TASK DETAILS:
Working from the entries below, give again each line from the first through the one containing "the file allows.", exactly and with nothing else.
Top of DATA FOR THE TASK
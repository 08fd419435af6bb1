use super::ReadAt;
use crate::error::Result;
use std::fs::File;
use std::path::Path;

/// Local file with positioned reads that never move a shared cursor.
pub struct LocalFileReader {
    file: File,
    size: u64,
}

impl LocalFileReader {
    pub fn new(path: &Path) -> Result<Self> {
        let file = File::open(path)?;
        let size = file.metadata()?.len();
        Ok(Self { file, size })
    }
}

impl ReadAt for LocalFileReader {
    fn read_at(&self, offset: u64, buf: &mut [u8]) -> Result<usize> {
        read_file_at(&self.file, offset, buf)
    }

    fn size(&self) -> u64 {
        self.size
    }
}

/// Read from `file` at `offset`, filling as much of `buf` as the file allows.
pub(crate) fn read_file_at(file: &File, offset: u64, buf: &mut [u8]) -> Result<usize> {
    let mut filled = 0;
    while filled < buf.len() {
        let n = pread(file, offset + filled as u64, &mut buf[filled..])?;
        if n == 0 {
            break;
        }
        filled += n;
    }
    Ok(filled)
}

fn pread(file: &File, offset: u64, buf: &mut [u8]) -> std::io::Result<usize> {
    #[cfg(unix)]
    {
        use std::os::unix::fs::FileExt;
        file.read_at(buf, offset)
    }

    #[cfg(windows)]
    {
        use std::os::windows::fs::FileExt;
        // seek_read moves the handle's cursor; callers never rely on it
        file.seek_read(buf, offset)
    }

    #[cfg(not(any(unix, windows)))]
    {
        use std::io::{Read, Seek, SeekFrom};
        let mut file = file;
        file.seek(SeekFrom::Start(offset))?;
        file.read(buf)
    }
}

#[cfg(test)]
mod tests {
    use super::*;
    use std::io::Write;

    #[test]
    fn positioned_reads_stop_at_end_of_file() {
        let mut tmp = tempfile::NamedTempFile::new().unwrap();
        tmp.write_all(b"0123456789").unwrap();
        let reader = LocalFileReader::new(tmp.path()).unwrap();
        assert_eq!(reader.size(), 10);

        let mut buf = [0u8; 4];
        assert_eq!(reader.read_at(8, &mut buf).unwrap(), 2);
        assert_eq!(&buf[..2], b"89");
        assert_eq!(reader.read_at(2, &mut buf).unwrap(), 4);
        assert_eq!(&buf, b"2345");
    }
}
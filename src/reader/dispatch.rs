//! Choosing how a read is served.
//!
//! The reader tracks two positions: `afp`, where the caller is, and `fp`,
//! how far the sequential decoder has consumed. [`classify`] is a pure
//! function of both (plus the prefix cache and mark window) that picks the
//! cheapest way to serve a request.

/// How `afp` relates to the decoder pointer.
#[derive(Debug, Clone, Copy, PartialEq, Eq)]
pub enum CursorState {
    Synced,
    /// The caller is past the decoder; it can skip forward.
    AheadOfDecoder,
    /// The caller is behind the decoder; only the mark window can rewind it.
    BehindDecoder,
}

impl CursorState {
    pub fn of(afp: u64, fp: u64) -> Self {
        match afp.cmp(&fp) {
            std::cmp::Ordering::Equal => CursorState::Synced,
            std::cmp::Ordering::Greater => CursorState::AheadOfDecoder,
            std::cmp::Ordering::Less => CursorState::BehindDecoder,
        }
    }
}

#[derive(Debug, Clone, Copy, PartialEq, Eq)]
pub enum ReadPath {
    /// Copy from the decoded prefix cache.
    Prefix,
    /// Advance or rewind the sequential decoder.
    Sequential,
    /// Seek the store itself.
    Direct,
}

/// The decoder's cursors.
#[derive(Debug, Clone, Copy, PartialEq, Eq)]
pub struct DecoderCursor {
    pub fp: u64,
    /// Oldest position the decoder can rewind to.
    pub mark: u64,
}

/// Everything [`classify`] looks at.
#[derive(Debug, Clone, Copy)]
pub struct Request {
    pub afp: u64,
    pub len: u64,
    pub compressed: bool,
    /// Length of the decoded prefix, if one is cached.
    pub prefix_len: Option<u64>,
    pub max_overhead: u64,
    /// `None` when no sequential decoder is attached.
    pub decoder: Option<DecoderCursor>,
}

pub fn classify(req: &Request) -> ReadPath {
    if req.compressed {
        if let Some(prefix_len) = req.prefix_len {
            let end = req.afp.saturating_add(req.len);
            if end <= req.max_overhead.min(prefix_len) {
                return ReadPath::Prefix;
            }
        }
    }

    if let Some(decoder) = req.decoder {
        let reachable = match CursorState::of(req.afp, decoder.fp) {
            CursorState::Synced | CursorState::AheadOfDecoder => true,
            CursorState::BehindDecoder => req.afp >= decoder.mark,
        };
        if reachable {
            return ReadPath::Sequential;
        }
    }

    ReadPath::Direct
}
Bottom of DATA FOR THE TASK
ANSWER FOR THE TASK:
repository 08fd419435af6bb1
use super::ReadAt;
use crate::error::Result;
use std::fs::File;
use std::path::Path;

/// Local file with positioned reads that never move a shared cursor.
pub struct LocalFileReader {
    file: File,
    size: u64,
}

impl LocalFileReader {
    pub fn new(path: &Path) -> Result<Self> {
        let file = File::open(path)?;
        let size = file.metadata()?.len();
        Ok(Self { file, size })
    }
}

impl ReadAt for LocalFileReader {
    fn read_at(&self, offset: u64, buf: &mut [u8]) -> Result<usize> {
        read_file_at(&self.file, offset, buf)
    }

    fn size(&self) -> u64 {
        self.size
    }
}

/// Read from `file` at `offset`, filling as much of `buf` as the file allows.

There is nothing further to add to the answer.